Show that \(f\) is one-to-one on the indicated interval and therefore has an inverse function on that interval. $$ f(x)=|x+2| \quad[-2, \infty) $$

Short answer

Yes, the function \(f(x)=|x+2|\) is one-to-one on the interval \([-2, \infty)\). Therefore, it has an inverse function on that interval, which we can denote as \(f^{-1}(x) = x-2\), and is defined on \([0, \infty)\).

Step-by-step solution

Understanding the Function

Firstly, let's understand the function \(f(x)=|x+2|\). This is a modulus function, which simply takes the absolute value of \(x+2\). The modulus of any number is always positive, implying that this function's output cannot be negative. On passing -2 to the function \(f(x)\), we get \(f(-2) = |-2+2| = 0\). Therefore, our function starts from 0 at \(x=-2\). Now, for all \(x > -2\), \(f(x)\) will be \(x+2\), as \(x+2\) is positive when \(x > -2\). So, we can rewrite \(f(x)\) for \([-2, \infty)\) as \(f(x) = x+2\).

Proving the Function is One-to-One

To prove the function is one-to-one, what we need to do is take two arbitrary points \(x1\) and \(x2\), where \(x1 != x2\). If the function \(f(x)\) gives different outputs for \(x1\) and \(x2\), then function \(f(x)\) is one-to-one. So, let's calculate \(f(x1)\) and \(f(x2)\): \(f(x1) = x1 + 2\), \(f(x2) = x2 + 2\). If \(x1 != x2\), then \(f(x1) != f(x2)\). Hence, function \(f(x)\) is one-to-one on the interval \([-2, \infty)\).

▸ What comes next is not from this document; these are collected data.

//! Intrinsic calibration of image and motion streams, and the pinhole
//! model used to move between pixels and 3-D points.

use nalgebra::{Point2, Point3};
use serde::{Deserialize, Serialize};

/// Lens distortion model tag attached to an intrinsic calibration.
#[derive(Debug, Clone, Copy, PartialEq, Eq, Default, Serialize, Deserialize)]
#[serde(rename_all = "snake_case")]
pub enum DistortionModel {
    #[default]
    None,
    /// Distortion is applied when projecting points to pixels.
    ModifiedBrownConrady,
    /// Distortion is undone when deprojecting pixels to points.
    InverseBrownConrady,
    BrownConrady,
}

/// Pinhole intrinsics of an image stream.
#[derive(Debug, Clone, Copy, PartialEq, Serialize, Deserialize)]
pub struct Intrinsics {
    pub width: u32,
    pub height: u32,
    /// Principal point, horizontal, in pixels.
    pub ppx: f32,
    /// Principal point, vertical, in pixels.
    pub ppy: f32,
    pub fx: f32,
    pub fy: f32,
    pub model: DistortionModel,
    pub coeffs: [f32; 5],
}

impl Intrinsics {
    /// An undistorted pinhole with the principal point at the image
    /// center.
    pub fn ideal(focal: f32, width: u32, height: u32) -> Self {
        Self {
            width,
            height,
            ppx: width as f32 / 2.0,
            ppy: height as f32 / 2.0,
            fx: focal,
            fy: focal,
            model: DistortionModel::None,
            coeffs: [0.0; 5],
        }
    }

    /// Rescales the calibration for an image downsampled by `factor`.
    pub fn scaled(&self, factor: u32, width: u32, height: u32) -> Self {
        let f = factor as f32;
        Self {
            width,
            height,
            ppx: self.ppx / f,
            ppy: self.ppy / f,
            fx: self.fx / f,
            fy: self.fy / f,
            ..*self
        }
    }

    /// Calibration of a `width` x `height` image taken from this one,
    /// either at full resolution or downsampled by an integer factor.
    pub fn fit_to(&self, width: u32, height: u32) -> Option<Self> {
        if self.width == width && self.height == height {
            return Some(*self);
        }
        if width == 0 || height == 0 {
            return None;
        }

        let factor = self.width / width;
        (factor > 1 && self.width / factor == width && self.height / factor == height)
            .then(|| self.scaled(factor, width, height))
    }

    /// Projects a point in the camera frame onto the image plane.
    pub fn project(&self, point: &Point3<f32>) -> Point2<f32> {
        let mut x = point.x / point.z;
        let mut y = point.y / point.z;

        if matches!(
            self.model,
            DistortionModel::ModifiedBrownConrady | DistortionModel::BrownConrady
        ) {
            let [k1, k2, p1, p2, k3] = self.coeffs;
            let r2 = x * x + y * y;
            let f = 1.0 + k1 * r2 + k2 * r2 * r2 + k3 * r2 * r2 * r2;
            x *= f;
            y *= f;
            let dx = x + 2.0 * p1 * x * y + p2 * (r2 + 2.0 * x * x);
            let dy = y + 2.0 * p2 * x * y + p1 * (r2 + 2.0 * y * y);
            x = dx;
            y = dy;
        }

        Point2::new(x * self.fx + self.ppx, y * self.fy + self.ppy)
    }

    /// Lifts a pixel with known depth (in meters) to a point in the
    /// camera frame.
    pub fn deproject(&self, pixel: &Point2<f32>, depth: f32) -> Point3<f32> {
        let mut x = (pixel.x - self.ppx) / self.fx;
        let mut y = (pixel.y - self.ppy) / self.fy;

        if self.model == DistortionModel::InverseBrownConrady {
            let [k1, k2, p1, p2, k3] = self.coeffs;
            let r2 = x * x + y * y;
            let f = 1.0 + k1 * r2 + k2 * r2 * r2 + k3 * r2 * r2 * r2;
            let ux = x * f + 2.0 * p1 * x * y + p2 * (r2 + 2.0 * x * x);
            let uy = y * f + 2.0 * p2 * x * y + p1 * (r2 + 2.0 * y * y);
            x = ux;
            y = uy;
        }

        Point3::new(depth * x, depth * y, depth)
    }
}

/// Intrinsics of a motion sensor: a 3x4 scale/bias matrix plus noise
/// and bias variances per axis.
#[derive(Debug, Clone, Copy, PartialEq, Default, Serialize, Deserialize)]
pub struct MotionIntrinsics {
    pub data: [[f32; 4]; 3],
    pub noise_variances: [f32; 3],
    pub bias_variances: [f32; 3],
}

#[cfg(test)]
mod tests {
    use super::*;

    #[test]
    fn test_project_deproject_ideal() {
        let intr = Intrinsics::ideal(600.0, 640, 480);
        let point = intr.deproject(&Point2::new(400.0, 100.0), 2.0);
        assert!((point.z - 2.0).abs() < 1e-6);

        let pixel = intr.project(&point);
        assert!((pixel.x - 400.0).abs() < 1e-3);
        assert!((pixel.y - 100.0).abs() < 1e-3);
    }

    #[test]
    fn test_principal_point_maps_to_optical_axis() {
        let intr = Intrinsics::ideal(500.0, 640, 480);
        let point = intr.deproject(&Point2::new(320.0, 240.0), 1.5);
        assert_eq!(point, Point3::new(0.0, 0.0, 1.5));
    }

    #[test]
    fn test_scaled_intrinsics() {
        let intr = Intrinsics::ideal(600.0, 640, 480);
        let half = intr.scaled(2, 320, 240);
        assert_eq!(half.fx, 300.0);
        assert_eq!(half.ppx, 160.0);
        assert_eq!((half.width, half.height), (320, 240));
    }

    #[test]
    fn test_fit_to_decimated_resolution() {
        let intr = Intrinsics::ideal(600.0, 640, 480);
        assert_eq!(intr.fit_to(640, 480), Some(intr));
        assert_eq!(intr.fit_to(320, 240), Some(intr.scaled(2, 320, 240)));
        assert_eq!(intr.fit_to(213, 160), Some(intr.scaled(3, 213, 160)));
        assert_eq!(intr.fit_to(320, 200), None);
        assert_eq!(intr.fit_to(1280, 960), None);
        assert_eq!(intr.fit_to(0, 0), None);
    }

    #[test]
    fn test_distortion_moves_off_axis_pixels() {
        let mut intr = Intrinsics::ideal(600.0, 640, 480);
        intr.model = DistortionModel::ModifiedBrownConrady;
        intr.coeffs = [0.1, 0.0, 0.0, 0.0, 0.0];

        let on_axis = intr.project(&Point3::new(0.0, 0.0, 1.0));
        assert_eq!(on_axis, Point2::new(320.0, 240.0));

        let off_axis = intr.project(&Point3::new(0.5, 0.0, 1.0));
        assert!(off_axis.x > 320.0 + 0.5 * 600.0);
    }
}
//! Runs a session against a synthetic depth + color camera.
//!
//! Usage: `cargo run --example synthetic [config.yaml]`

use depthsync_core::{
    COLOR, ChannelSink, DEPTH, Device, Format, Intrinsics, Payload, SensorEvent, SensorInfo,
    Session, SessionConfig, StreamProfile, SystemClock, Topic, VideoFrame,
    extrinsics::Extrinsics,
};
use eyre::Result;
use flume::Sender;
use std::{sync::Arc, thread, time::Duration};
use tracing::info;
use tracing_subscriber::EnvFilter;

const WIDTH: u32 = 64;
const HEIGHT: u32 = 48;
const NUM_FRAMES: u64 = 30;

struct SyntheticDevice {
    worker: Option<thread::JoinHandle<()>>,
}

impl SyntheticDevice {
    fn intrinsics() -> Intrinsics {
        Intrinsics::ideal(60.0, WIDTH, HEIGHT)
    }
}

impl Device for SyntheticDevice {
    fn sensors(&self) -> Vec<SensorInfo> {
        let intr = Self::intrinsics();
        vec![
            SensorInfo {
                module_name: "Stereo Module".to_string(),
                profiles: vec![
                    StreamProfile::video(DEPTH, Format::Z16, WIDTH, HEIGHT, 30).with_intrinsics(intr),
                ],
            },
            SensorInfo {
                module_name: "RGB Camera".to_string(),
                profiles: vec![
                    StreamProfile::video(COLOR, Format::Rgb8, WIDTH, HEIGHT, 30)
                        .with_intrinsics(intr)
                        .with_extrinsics_to_depth(Extrinsics::translation(0.015, 0.0, 0.0)),
                ],
            },
        ]
    }

    fn depth_scale(&self) -> f32 {
        0.001
    }

    fn stereo_baseline(&self) -> f32 {
        0.05
    }

    fn set_inter_cam_sync_mode(&mut self, _value: u32) -> Result<()> {
        Ok(())
    }

    fn start(&mut self, profiles: &[StreamProfile], events: Sender<SensorEvent>) -> Result<()> {
        let keys: Vec<_> = profiles.iter().map(|profile| profile.key).collect();

        let worker = thread::spawn(move || {
            for i in 0..NUM_FRAMES {
                let ts = i as f64 * 33.0;
                for &key in &keys {
                    let frame = if key == DEPTH {
                        let depth: Vec<u16> = (0..WIDTH * HEIGHT)
                            .map(|p| 800 + ((p + i as u32) % 400) as u16)
                            .collect();
                        VideoFrame::from_depth(DEPTH, WIDTH, HEIGHT, &depth)
                    } else {
                        let data = (0..WIDTH * HEIGHT * 3).map(|b| (b % 251) as u8).collect();
                        VideoFrame::new(key, Format::Rgb8, WIDTH, HEIGHT, data)
                    };
                    let frame = frame.with_timestamp(ts + 0.5, i);
                    if events.send(frame.into()).is_err() {
                        return;
                    }
                }
                thread::sleep(Duration::from_millis(2));
            }
        });

        self.worker = Some(worker);
        Ok(())
    }

    fn stop(&mut self) -> Result<()> {
        if let Some(worker) = self.worker.take() {
            let _ = worker.join();
        }
        Ok(())
    }
}

#[tokio::main]
async fn main() -> Result<()> {
    tracing_subscriber::fmt()
        .with_env_filter(
            EnvFilter::try_from_default_env().unwrap_or_else(|_| EnvFilter::new("info")),
        )
        .init();

    let config = match std::env::args().nth(1) {
        Some(path) => SessionConfig::load(path)?,
        None => {
            let mut config = SessionConfig::default();
            config.infra1.enable = false;
            config.infra2.enable = false;
            config.depth = depthsync_core::StreamConfig::enabled(WIDTH, HEIGHT, 30);
            config.color = depthsync_core::StreamConfig::enabled(WIDTH, HEIGHT, 30);
            config.filters = "spatial,temporal".to_string();
            config.align_depth = true;
            config.enable_pointcloud = true;
            config
        }
    };

    let (sink, outputs) = ChannelSink::unbounded();
    sink.subscribe(Topic::AlignedImage(COLOR));
    sink.subscribe(Topic::PointCloud);
    sink.subscribe(Topic::Counter);

    let mut device = SyntheticDevice { worker: None };
    let mut session = Session::setup(
        config,
        &mut device,
        Arc::new(sink),
        Arc::new(SystemClock::new()),
    )?;

    let events = session.start(&mut device, 64)?;
    session.run(events).await?;
    session.stop(&mut device)?;

    let mut clouds = 0;
    let mut aligned = 0;
    for output in outputs.try_iter() {
        match (output.topic, output.payload) {
            (Topic::PointCloud, Payload::PointCloud(cloud)) => {
                clouds += 1;
                info!(points = cloud.len(), "point cloud");
            }
            (Topic::AlignedImage(_), Payload::Image(_)) => aligned += 1,
            _ => {}
        }
    }

    info!(clouds, aligned, stats = ?session.stats(), "done");
    Ok(())
}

Determining the Inverse Function

As \(f(x)\) is one-to-one on the interval \([-2, \infty)\), it must have an inverse function. The way to find the inverse is to replace \(f(x)\) with \(y\), so \(y = x+2\). Then, swap \(x\) and \(y\), getting \(x = y+2\). Finally, solve for \(y\) to get the inverse function: \(y = x-2\). Therefore, the inverse function is \(f^{-1}(x) = x-2\) which is defined on \(f(x)\)'s range, i.e., \([0, \infty)\).